- _Work task_
Pick every line from the data below that contains the string "const" and copy it.
##### Exercise material #####
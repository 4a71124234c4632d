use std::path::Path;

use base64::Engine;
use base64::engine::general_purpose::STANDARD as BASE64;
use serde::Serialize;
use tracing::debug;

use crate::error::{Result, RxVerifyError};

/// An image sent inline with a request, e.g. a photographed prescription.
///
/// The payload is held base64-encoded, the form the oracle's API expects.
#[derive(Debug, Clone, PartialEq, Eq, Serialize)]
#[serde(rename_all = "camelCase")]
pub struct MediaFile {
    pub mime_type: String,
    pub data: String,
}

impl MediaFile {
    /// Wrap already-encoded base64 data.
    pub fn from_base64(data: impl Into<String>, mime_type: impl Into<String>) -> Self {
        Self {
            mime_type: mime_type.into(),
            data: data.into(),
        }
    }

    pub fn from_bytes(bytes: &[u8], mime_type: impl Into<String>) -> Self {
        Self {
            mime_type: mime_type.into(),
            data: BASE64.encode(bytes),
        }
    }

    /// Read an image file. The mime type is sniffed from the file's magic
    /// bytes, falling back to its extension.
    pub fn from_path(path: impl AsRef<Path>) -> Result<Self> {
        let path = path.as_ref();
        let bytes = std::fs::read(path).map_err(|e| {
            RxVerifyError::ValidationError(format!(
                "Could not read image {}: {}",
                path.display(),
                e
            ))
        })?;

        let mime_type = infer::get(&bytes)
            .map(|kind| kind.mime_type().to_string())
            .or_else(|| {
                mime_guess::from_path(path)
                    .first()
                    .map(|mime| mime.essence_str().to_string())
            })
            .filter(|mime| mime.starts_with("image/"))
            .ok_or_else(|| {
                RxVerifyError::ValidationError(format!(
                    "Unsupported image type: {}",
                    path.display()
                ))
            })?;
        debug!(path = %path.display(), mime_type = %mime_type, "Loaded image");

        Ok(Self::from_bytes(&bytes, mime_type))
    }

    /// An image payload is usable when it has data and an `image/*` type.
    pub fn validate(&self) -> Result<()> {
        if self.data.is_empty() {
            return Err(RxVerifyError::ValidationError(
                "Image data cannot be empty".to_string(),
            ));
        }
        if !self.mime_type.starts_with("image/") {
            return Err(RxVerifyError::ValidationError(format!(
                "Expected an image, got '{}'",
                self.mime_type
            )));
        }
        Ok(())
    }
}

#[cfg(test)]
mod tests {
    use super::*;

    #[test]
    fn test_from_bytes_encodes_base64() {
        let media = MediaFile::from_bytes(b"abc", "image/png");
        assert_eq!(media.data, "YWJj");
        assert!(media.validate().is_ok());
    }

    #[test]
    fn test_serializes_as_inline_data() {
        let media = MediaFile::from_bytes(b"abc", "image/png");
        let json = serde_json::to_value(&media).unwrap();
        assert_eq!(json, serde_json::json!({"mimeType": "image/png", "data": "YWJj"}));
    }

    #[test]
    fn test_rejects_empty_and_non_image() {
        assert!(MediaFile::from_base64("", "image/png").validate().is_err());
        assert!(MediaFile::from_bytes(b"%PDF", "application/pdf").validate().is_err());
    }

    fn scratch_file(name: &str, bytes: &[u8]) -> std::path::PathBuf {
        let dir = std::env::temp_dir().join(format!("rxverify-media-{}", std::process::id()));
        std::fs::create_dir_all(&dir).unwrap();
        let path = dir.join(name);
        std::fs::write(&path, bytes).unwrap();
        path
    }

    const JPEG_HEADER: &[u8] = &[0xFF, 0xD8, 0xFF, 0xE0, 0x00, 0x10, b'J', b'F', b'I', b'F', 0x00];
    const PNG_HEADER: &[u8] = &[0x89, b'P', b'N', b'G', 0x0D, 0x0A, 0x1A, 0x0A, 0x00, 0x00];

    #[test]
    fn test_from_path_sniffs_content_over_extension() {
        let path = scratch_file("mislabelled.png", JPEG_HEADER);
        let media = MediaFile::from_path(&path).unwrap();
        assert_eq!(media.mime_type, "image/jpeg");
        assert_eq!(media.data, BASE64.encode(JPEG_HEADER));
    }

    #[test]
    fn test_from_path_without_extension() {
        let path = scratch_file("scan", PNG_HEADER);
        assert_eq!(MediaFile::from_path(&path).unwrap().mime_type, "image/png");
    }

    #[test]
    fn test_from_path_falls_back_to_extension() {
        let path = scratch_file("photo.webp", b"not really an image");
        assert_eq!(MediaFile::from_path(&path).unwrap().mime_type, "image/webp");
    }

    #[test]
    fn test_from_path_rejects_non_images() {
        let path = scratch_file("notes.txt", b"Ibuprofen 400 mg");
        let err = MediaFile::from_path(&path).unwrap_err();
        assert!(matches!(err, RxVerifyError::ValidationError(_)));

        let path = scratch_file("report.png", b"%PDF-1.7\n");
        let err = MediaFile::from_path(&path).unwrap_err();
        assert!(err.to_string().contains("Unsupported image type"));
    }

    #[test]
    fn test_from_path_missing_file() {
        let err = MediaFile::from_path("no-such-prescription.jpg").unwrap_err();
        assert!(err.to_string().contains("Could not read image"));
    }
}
#####
##### Exercise material #####
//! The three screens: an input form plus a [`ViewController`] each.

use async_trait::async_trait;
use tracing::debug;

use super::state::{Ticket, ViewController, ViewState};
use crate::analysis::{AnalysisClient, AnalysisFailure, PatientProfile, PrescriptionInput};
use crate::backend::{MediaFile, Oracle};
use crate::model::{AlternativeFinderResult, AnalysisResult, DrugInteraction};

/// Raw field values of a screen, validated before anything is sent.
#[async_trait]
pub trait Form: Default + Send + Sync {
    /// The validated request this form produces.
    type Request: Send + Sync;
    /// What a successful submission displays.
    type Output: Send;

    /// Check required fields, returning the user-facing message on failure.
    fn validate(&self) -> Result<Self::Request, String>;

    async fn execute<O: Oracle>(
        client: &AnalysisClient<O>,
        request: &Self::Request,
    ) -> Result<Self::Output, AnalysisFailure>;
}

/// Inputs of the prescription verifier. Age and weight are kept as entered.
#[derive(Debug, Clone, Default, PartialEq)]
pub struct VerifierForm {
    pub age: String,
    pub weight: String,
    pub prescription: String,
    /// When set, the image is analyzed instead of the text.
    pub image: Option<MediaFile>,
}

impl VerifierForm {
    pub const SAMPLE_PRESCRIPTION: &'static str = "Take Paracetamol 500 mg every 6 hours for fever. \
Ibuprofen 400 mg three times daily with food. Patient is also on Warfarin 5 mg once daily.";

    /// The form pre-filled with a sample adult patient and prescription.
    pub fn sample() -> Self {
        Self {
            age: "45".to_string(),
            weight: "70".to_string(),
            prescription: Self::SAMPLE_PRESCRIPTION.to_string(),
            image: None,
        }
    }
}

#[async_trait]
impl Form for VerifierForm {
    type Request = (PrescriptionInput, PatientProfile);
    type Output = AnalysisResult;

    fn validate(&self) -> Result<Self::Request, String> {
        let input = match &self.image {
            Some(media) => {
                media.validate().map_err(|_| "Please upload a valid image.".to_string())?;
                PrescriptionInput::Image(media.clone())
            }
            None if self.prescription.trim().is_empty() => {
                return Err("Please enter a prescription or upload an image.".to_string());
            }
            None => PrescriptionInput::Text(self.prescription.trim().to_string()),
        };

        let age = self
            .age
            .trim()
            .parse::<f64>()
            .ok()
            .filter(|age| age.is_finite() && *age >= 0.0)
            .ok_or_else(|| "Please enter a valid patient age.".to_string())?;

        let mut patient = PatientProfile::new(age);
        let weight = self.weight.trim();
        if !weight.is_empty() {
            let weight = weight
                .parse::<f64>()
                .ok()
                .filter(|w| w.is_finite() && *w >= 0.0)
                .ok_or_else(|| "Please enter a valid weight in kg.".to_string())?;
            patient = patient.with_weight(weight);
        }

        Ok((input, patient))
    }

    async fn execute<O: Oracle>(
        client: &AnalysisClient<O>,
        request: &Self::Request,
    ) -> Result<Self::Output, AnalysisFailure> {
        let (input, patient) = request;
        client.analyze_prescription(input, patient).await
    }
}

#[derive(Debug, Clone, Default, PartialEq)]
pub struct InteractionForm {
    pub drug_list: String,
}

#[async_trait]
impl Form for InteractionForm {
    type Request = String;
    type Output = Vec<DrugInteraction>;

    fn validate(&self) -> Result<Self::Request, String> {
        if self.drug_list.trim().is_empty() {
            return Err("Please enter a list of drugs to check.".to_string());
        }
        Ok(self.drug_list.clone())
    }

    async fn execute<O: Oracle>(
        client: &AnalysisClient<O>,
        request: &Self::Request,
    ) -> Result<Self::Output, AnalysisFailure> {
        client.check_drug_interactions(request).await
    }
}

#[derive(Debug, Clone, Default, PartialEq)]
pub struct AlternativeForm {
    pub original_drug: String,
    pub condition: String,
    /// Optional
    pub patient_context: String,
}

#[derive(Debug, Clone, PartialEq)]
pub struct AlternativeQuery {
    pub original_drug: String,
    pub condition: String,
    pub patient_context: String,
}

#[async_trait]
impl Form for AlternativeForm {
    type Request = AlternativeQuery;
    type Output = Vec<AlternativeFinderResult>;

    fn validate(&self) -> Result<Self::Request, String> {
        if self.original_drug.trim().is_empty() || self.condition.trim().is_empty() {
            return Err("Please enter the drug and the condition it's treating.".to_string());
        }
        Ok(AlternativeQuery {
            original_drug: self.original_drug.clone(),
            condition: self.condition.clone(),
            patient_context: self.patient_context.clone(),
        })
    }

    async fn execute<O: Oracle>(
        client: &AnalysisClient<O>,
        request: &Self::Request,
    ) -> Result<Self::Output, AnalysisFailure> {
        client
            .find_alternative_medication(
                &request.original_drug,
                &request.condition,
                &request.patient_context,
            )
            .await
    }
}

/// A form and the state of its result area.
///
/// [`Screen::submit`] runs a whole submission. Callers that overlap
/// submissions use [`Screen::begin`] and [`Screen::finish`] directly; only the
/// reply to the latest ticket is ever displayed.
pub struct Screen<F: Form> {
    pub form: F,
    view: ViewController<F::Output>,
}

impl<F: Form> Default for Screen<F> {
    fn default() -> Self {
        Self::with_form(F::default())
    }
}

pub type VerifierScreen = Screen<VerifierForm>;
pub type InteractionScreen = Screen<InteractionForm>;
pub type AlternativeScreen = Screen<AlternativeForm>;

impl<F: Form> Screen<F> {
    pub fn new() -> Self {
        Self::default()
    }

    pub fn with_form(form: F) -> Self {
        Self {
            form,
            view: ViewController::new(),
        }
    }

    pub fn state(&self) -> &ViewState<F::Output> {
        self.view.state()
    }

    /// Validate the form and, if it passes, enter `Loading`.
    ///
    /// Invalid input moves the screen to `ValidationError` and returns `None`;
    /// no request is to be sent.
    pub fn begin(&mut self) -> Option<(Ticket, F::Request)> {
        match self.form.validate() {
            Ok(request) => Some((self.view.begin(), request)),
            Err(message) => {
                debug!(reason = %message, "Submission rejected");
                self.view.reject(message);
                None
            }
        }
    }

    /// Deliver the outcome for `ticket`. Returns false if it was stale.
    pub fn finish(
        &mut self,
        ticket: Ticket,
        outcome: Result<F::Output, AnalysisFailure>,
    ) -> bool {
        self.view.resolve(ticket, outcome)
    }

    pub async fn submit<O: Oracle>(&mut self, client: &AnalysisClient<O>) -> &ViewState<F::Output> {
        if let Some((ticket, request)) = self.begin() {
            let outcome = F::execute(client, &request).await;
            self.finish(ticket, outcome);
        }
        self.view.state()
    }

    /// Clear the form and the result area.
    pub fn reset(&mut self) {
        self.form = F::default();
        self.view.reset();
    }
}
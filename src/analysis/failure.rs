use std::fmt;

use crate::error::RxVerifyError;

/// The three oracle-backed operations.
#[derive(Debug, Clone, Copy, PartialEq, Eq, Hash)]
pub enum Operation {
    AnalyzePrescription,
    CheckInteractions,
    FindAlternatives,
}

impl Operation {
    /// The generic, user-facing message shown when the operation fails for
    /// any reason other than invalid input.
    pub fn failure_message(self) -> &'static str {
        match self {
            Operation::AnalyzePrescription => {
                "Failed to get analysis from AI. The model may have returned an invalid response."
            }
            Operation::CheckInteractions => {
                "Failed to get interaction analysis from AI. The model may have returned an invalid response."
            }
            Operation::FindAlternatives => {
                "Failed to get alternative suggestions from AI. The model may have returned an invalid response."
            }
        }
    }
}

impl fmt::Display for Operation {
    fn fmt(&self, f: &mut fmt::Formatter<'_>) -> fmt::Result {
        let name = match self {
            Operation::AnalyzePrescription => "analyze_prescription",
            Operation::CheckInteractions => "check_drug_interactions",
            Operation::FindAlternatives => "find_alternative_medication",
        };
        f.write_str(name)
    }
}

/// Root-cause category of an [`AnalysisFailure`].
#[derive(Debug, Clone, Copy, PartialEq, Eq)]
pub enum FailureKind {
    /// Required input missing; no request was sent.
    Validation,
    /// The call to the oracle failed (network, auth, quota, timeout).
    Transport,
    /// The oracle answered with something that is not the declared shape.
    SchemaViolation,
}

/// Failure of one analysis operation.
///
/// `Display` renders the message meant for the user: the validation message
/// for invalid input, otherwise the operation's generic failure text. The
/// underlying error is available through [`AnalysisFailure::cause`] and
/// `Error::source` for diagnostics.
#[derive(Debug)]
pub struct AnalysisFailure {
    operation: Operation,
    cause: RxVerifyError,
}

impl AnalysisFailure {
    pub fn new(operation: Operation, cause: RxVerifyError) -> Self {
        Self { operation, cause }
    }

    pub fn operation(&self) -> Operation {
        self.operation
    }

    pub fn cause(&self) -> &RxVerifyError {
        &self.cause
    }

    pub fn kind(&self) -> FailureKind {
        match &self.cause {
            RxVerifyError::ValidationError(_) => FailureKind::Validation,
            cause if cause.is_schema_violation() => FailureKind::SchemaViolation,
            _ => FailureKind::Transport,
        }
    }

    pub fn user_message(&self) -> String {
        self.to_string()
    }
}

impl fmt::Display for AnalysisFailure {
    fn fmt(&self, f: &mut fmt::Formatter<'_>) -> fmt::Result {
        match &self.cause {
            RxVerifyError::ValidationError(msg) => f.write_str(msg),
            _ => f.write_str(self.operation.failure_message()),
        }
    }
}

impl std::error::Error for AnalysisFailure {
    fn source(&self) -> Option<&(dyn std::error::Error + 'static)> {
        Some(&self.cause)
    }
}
#####
- _Task solution_
    const JPEG_HEADER: &[u8] = &[0xFF, 0xD8, 0xFF, 0xE0, 0x00, 0x10, b'J', b'F', b'I', b'F', 0x00];
    const PNG_HEADER: &[u8] = &[0x89, b'P', b'N', b'G', 0x0D, 0x0A, 0x1A, 0x0A, 0x00, 0x00];
    pub const SAMPLE_PRESCRIPTION: &'static str = "Take Paracetamol 500 mg every 6 hours for fever. \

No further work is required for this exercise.